Create virtual environment
python3 -m venv .env
Activate virtual environment
source .env/bin/activate
Install dependencies
pip install -Ur requirements.txt
or if you only need minimal dependencies for preprocessing
pip install -Ur requirements_preprocessing.txt
Run setup.py in develop mode
python setup.py develop
If rawdata.hdf5 file is present, it should be placed in
ml_heat/ml_heat/__data_store__/rawdata.hdf5.
before building the container so the container can mount it.
Build docker container
docker build -t ml_heat_image .
Run docker container and attach to it
docker run -it -v ${PWD}/ml_heat/__data_store__:/ml_heat/ml_heat/__data_store__ --privileged ml_heat_image
Note that inside the container, you have to substitute python3
for python
. These instructions should also work with podman instead of docker.
pytest tests/
This step is only possible with developer access to smaxtec google cloud (not necessary if rawdata.hdf5 is already present)

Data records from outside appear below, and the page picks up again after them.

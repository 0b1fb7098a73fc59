//! Token stream parsing across arbitrary chunk boundaries.

#![allow(clippy::unwrap_used, clippy::expect_used)]

use bytes::BytesMut;
use proptest::prelude::*;
use tdswire_protocol::collation::Collation;
use tdswire_protocol::metadata::{Column, ColumnMetadata, TypeInfo};
use tdswire_protocol::token::{
    Done, DoneStatus, EnvChange, EnvChangeType, Row, ServerMessage, Token, TokenType,
};
use tdswire_protocol::types::TypeId;
use tdswire_protocol::value::plp::{write_plp_chunk, write_plp_terminator, write_plp_unknown_header};
use tdswire_protocol::{TdsVersion, TokenStreamParser};
use tdswire_types::SqlValue;

fn metadata() -> ColumnMetadata {
    ColumnMetadata {
        columns: vec![
            Column::new("id", TypeInfo::new(TypeId::IntN, 8)),
            Column::new(
                "name",
                TypeInfo::character(TypeId::NVarChar, 100, Collation::default()),
            ),
            Column::new("blob", TypeInfo::new(TypeId::BigVarBinary, 0xFFFF)),
        ],
    }
}

/// A realistic response: env change, info, a result set with PLP values
/// and a final DONE.
fn response() -> Vec<u8> {
    let md = metadata();
    let mut buf = BytesMut::new();
    EnvChange::encode_string(EnvChangeType::Database, "sales", "master", &mut buf).unwrap();
    ServerMessage {
        number: 5701,
        state: 2,
        class: 0,
        message: "Changed database context to 'sales'.".into(),
        server: "srv".into(),
        procedure: String::new(),
        line: 1,
    }
    .encode(TokenType::Info, &mut buf)
    .unwrap();
    md.encode(&mut buf).unwrap();
    for i in 0..4i64 {
        let blob: Vec<u8> = (0..(i as usize * 700)).map(|b| b as u8).collect();
        Row::encode(
            &md,
            &[
                SqlValue::BigInt(i),
                SqlValue::String(format!("row {i}")),
                SqlValue::Binary(blob.into()),
            ],
            &mut buf,
        )
        .unwrap();
    }
    Done {
        status: DoneStatus::COUNT,
        cur_cmd: 0xC1,
        row_count: 4,
    }
    .encode(TokenType::Done, &mut buf);
    buf.to_vec()
}

fn parse_chunked(data: &[u8], cuts: &[usize]) -> Vec<Token> {
    let mut parser = TokenStreamParser::new(TdsVersion::V7_4);
    let mut tokens = Vec::new();
    let mut start = 0;
    for &cut in cuts.iter().chain(std::iter::once(&data.len())) {
        let cut = cut.clamp(start, data.len());
        parser.push(&data[start..cut]);
        start = cut;
        while let Some(token) = parser.next_token().unwrap() {
            tokens.push(token);
        }
    }
    parser.finish().unwrap();
    tokens
}

#[test]
fn test_every_single_split_point() {
    let data = response();
    let whole = parse_chunked(&data, &[]);
    assert_eq!(whole.len(), 8);
    for split in 0..=data.len() {
        assert_eq!(parse_chunked(&data, &[split]), whole, "split at {split}");
    }
}

#[test]
fn test_unknown_length_plp_in_row() {
    let md = ColumnMetadata {
        columns: vec![Column::new("doc", TypeInfo::new(TypeId::BigVarBinary, 0xFFFF))],
    };
    let mut buf = BytesMut::new();
    md.encode(&mut buf).unwrap();
    buf.extend_from_slice(&[TokenType::Row as u8]);
    write_plp_unknown_header(&mut buf);
    write_plp_chunk(&mut buf, b"hello");
    write_plp_chunk(&mut buf, b"abc");
    write_plp_terminator(&mut buf);

    let tokens = parse_chunked(&buf, &[3, 20, 31]);
    let Token::Row(row) = &tokens[1] else {
        panic!("expected ROW");
    };
    assert_eq!(row.values[0].as_bytes().unwrap(), b"helloabc");
}

proptest! {
    #[test]
    fn prop_chunking_is_invisible(mut cuts in proptest::collection::vec(0usize..6000, 0..12)) {
        let data = response();
        cuts.sort_unstable();
        let expected = parse_chunked(&data, &[]);
        prop_assert_eq!(parse_chunked(&data, &cuts), expected);
    }
}
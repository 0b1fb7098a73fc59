//! # tdswire-protocol
//!
//! IO-free implementation of the TDS wire format.
//!
//! This crate knows how bytes are laid out and nothing about sockets,
//! timers or TLS. It covers:
//!
//! - packet headers and message packetization ([`packet`])
//! - PRELOGIN and LOGIN7 payloads ([`prelogin`], [`login7`])
//! - TYPE_INFO and COLMETADATA ([`metadata`]) with collations
//!   ([`collation`])
//! - per-type value decode and encode, including PLP streams ([`value`])
//! - the token stream, token by token ([`token`]) or incrementally over
//!   arbitrary chunk boundaries ([`stream`])
//! - SQL batch, RPC and FEDAUTH_TOKEN request payloads
//!
//! ## Incomplete input
//!
//! Decoders read through a [`Cursor`]. Running out of bytes is reported as
//! [`DecodeError::NeedMoreData`], never as a failure: the caller appends
//! bytes and retries from the same offset. Everything in
//! [`ProtocolError`] is fatal for the connection.

#![warn(missing_docs)]
#![deny(unsafe_code)]

pub mod codec;
pub mod collation;
pub mod cursor;
pub mod error;
pub mod fedauth;
pub mod login7;
pub mod metadata;
pub mod packet;
pub mod prelogin;
pub mod rpc;
pub mod sql_batch;
pub mod stream;
pub mod token;
pub mod types;
pub mod value;
pub mod version;

pub use collation::Collation;
pub use cursor::Cursor;
pub use error::{DecodeError, DecodeResult, ParamError, ProtocolError};
pub use fedauth::encode_fedauth_token;
pub use login7::{FeatureExtension, FeatureId, FedAuthWorkflow, Login7};
pub use metadata::{Column, ColumnMetadata, TypeInfo};
pub use packet::{
    DEFAULT_PACKET_SIZE, MAX_PACKET_SIZE, MIN_PACKET_SIZE, PACKET_HEADER_SIZE, Packet, PacketHeader,
    PacketStatus, PacketType, packetize, validate_packet_size,
};
pub use prelogin::{EncryptionLevel, PreLogin};
pub use rpc::{ParamData, ParamStatus, RpcParam, RpcPart, RpcRequest};
pub use sql_batch::encode_sql_batch;
pub use stream::TokenStreamParser;
pub use token::{
    Done, DoneStatus, EnvChange, EnvChangeType, EnvChangeValue, FeatureExtAck, FedAuthInfo, LoginAck,
    ReturnValue, Row, ServerMessage, Token, TokenType,
};
pub use types::{ColumnFlags, TypeId};
pub use value::{SqlType, TypeLength};
pub use version::{ServerVersion, TdsVersion};
//! Trait for converting from SQL values to Rust types.

use bytes::Bytes;
use chrono::{DateTime, FixedOffset, NaiveDate, NaiveDateTime, NaiveTime, Utc};
use uuid::Uuid;

use crate::error::TypeError;
use crate::numeric::Numeric;
use crate::value::SqlValue;

/// Trait for types that can be converted from SQL values.
///
/// Integer conversions widen but never narrow. Conversions into
/// floating point fail with [`TypeError::OutOfRange`] instead of rounding
/// an exact value.
pub trait FromSql: Sized {
    /// Convert from a SQL value to this type.
    fn from_sql(value: &SqlValue) -> Result<Self, TypeError>;

    /// Convert from an optional SQL value.
    ///
    /// Returns `None` if the value is NULL.
    fn from_sql_nullable(value: &SqlValue) -> Result<Option<Self>, TypeError> {
        if value.is_null() {
            Ok(None)
        } else {
            Self::from_sql(value).map(Some)
        }
    }
}

fn mismatch(expected: &'static str, value: &SqlValue) -> TypeError {
    match value {
        SqlValue::Null => TypeError::UnexpectedNull,
        _ => TypeError::TypeMismatch {
            expected,
            actual: value.type_name(),
        },
    }
}

/// Largest magnitude an `f64` stores exactly.
const F64_EXACT_LIMIT: u64 = 1 << 53;

impl FromSql for bool {
    fn from_sql(value: &SqlValue) -> Result<Self, TypeError> {
        match value {
            SqlValue::Bool(v) => Ok(*v),
            _ => Err(mismatch("bool", value)),
        }
    }
}

impl FromSql for u8 {
    fn from_sql(value: &SqlValue) -> Result<Self, TypeError> {
        match value {
            SqlValue::TinyInt(v) => Ok(*v),
            _ => Err(mismatch("u8", value)),
        }
    }
}

impl FromSql for i16 {
    fn from_sql(value: &SqlValue) -> Result<Self, TypeError> {
        match value {
            SqlValue::SmallInt(v) => Ok(*v),
            SqlValue::TinyInt(v) => Ok(i16::from(*v)),
            _ => Err(mismatch("i16", value)),
        }
    }
}

impl FromSql for i32 {
    fn from_sql(value: &SqlValue) -> Result<Self, TypeError> {
        match value {
            SqlValue::Int(v) => Ok(*v),
            SqlValue::SmallInt(v) => Ok(i32::from(*v)),
            SqlValue::TinyInt(v) => Ok(i32::from(*v)),
            _ => Err(mismatch("i32", value)),
        }
    }
}

impl FromSql for i64 {
    fn from_sql(value: &SqlValue) -> Result<Self, TypeError> {
        value.as_i64().ok_or_else(|| mismatch("i64", value))
    }
}

impl FromSql for f32 {
    fn from_sql(value: &SqlValue) -> Result<Self, TypeError> {
        match value {
            SqlValue::Float(v) => Ok(*v),
            _ => Err(mismatch("f32", value)),
        }
    }
}

impl FromSql for f64 {
    fn from_sql(value: &SqlValue) -> Result<Self, TypeError> {
        match value {
            SqlValue::Double(v) => Ok(*v),
            SqlValue::Float(v) => Ok(f64::from(*v)),
            SqlValue::Int(v) => Ok(f64::from(*v)),
            SqlValue::BigInt(v) if v.unsigned_abs() <= F64_EXACT_LIMIT => Ok(*v as f64),
            SqlValue::BigInt(_) => Err(TypeError::OutOfRange { target_type: "f64" }),
            SqlValue::Numeric(n) => n.to_f64(),
            _ => Err(mismatch("f64", value)),
        }
    }
}

impl FromSql for Numeric {
    fn from_sql(value: &SqlValue) -> Result<Self, TypeError> {
        match value {
            SqlValue::Numeric(n) => Ok(*n),
            SqlValue::BigInt(v) => Ok(Numeric::from(*v)),
            SqlValue::Int(v) => Ok(Numeric::from(*v)),
            _ => Err(mismatch("Numeric", value)),
        }
    }
}

#[cfg(feature = "decimal")]
impl FromSql for rust_decimal::Decimal {
    fn from_sql(value: &SqlValue) -> Result<Self, TypeError> {
        rust_decimal::Decimal::try_from(Numeric::from_sql(value)?)
    }
}

impl FromSql for String {
    fn from_sql(value: &SqlValue) -> Result<Self, TypeError> {
        value
            .as_str()
            .map(ToOwned::to_owned)
            .ok_or_else(|| mismatch("String", value))
    }
}

impl FromSql for Bytes {
    fn from_sql(value: &SqlValue) -> Result<Self, TypeError> {
        match value {
            SqlValue::Binary(v) => Ok(v.clone()),
            _ => Err(mismatch("Bytes", value)),
        }
    }
}

impl FromSql for Vec<u8> {
    fn from_sql(value: &SqlValue) -> Result<Self, TypeError> {
        Bytes::from_sql(value).map(|b| b.to_vec())
    }
}

impl FromSql for Uuid {
    fn from_sql(value: &SqlValue) -> Result<Self, TypeError> {
        match value {
            SqlValue::Uuid(v) => Ok(*v),
            SqlValue::String(s) => s
                .parse()
                .map_err(|e| TypeError::InvalidUuid(format!("{e}"))),
            _ => Err(mismatch("Uuid", value)),
        }
    }
}

impl FromSql for NaiveDate {
    fn from_sql(value: &SqlValue) -> Result<Self, TypeError> {
        match value {
            SqlValue::Date(v) => Ok(*v),
            SqlValue::DateTime(v) => Ok(v.date()),
            _ => Err(mismatch("NaiveDate", value)),
        }
    }
}

impl FromSql for NaiveTime {
    fn from_sql(value: &SqlValue) -> Result<Self, TypeError> {
        match value {
            SqlValue::Time(v) => Ok(*v),
            SqlValue::DateTime(v) => Ok(v.time()),
            _ => Err(mismatch("NaiveTime", value)),
        }
    }
}

impl FromSql for NaiveDateTime {
    fn from_sql(value: &SqlValue) -> Result<Self, TypeError> {
        match value {
            SqlValue::DateTime(v) => Ok(*v),
            SqlValue::DateTimeOffset(v) => Ok(v.naive_utc()),
            _ => Err(mismatch("NaiveDateTime", value)),
        }
    }
}

impl FromSql for DateTime<FixedOffset> {
    fn from_sql(value: &SqlValue) -> Result<Self, TypeError> {
        match value {
            SqlValue::DateTimeOffset(v) => Ok(*v),
            _ => Err(mismatch("DateTime<FixedOffset>", value)),
        }
    }
}

impl FromSql for DateTime<Utc> {
    fn from_sql(value: &SqlValue) -> Result<Self, TypeError> {
        match value {
            SqlValue::DateTimeOffset(v) => Ok(v.to_utc()),
            SqlValue::DateTime(v) => Ok(DateTime::from_naive_utc_and_offset(*v, Utc)),
            _ => Err(mismatch("DateTime<Utc>", value)),
        }
    }
}

impl<T: FromSql> FromSql for Option<T> {
    fn from_sql(value: &SqlValue) -> Result<Self, TypeError> {
        T::from_sql_nullable(value)
    }
}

Establish port forwarding into the cluster
kubectl get pods
kubectl port-forward {podname} 8787:8787
Download data
python ml_heat/data_loading/get_data.py
This step uses the downloaded rawdata, generates a few features and puts the data into a hdf5 database that can be read with vaex
Perform preprocessing & data cleaning
python ml_heat/preprocessing/transform_data.py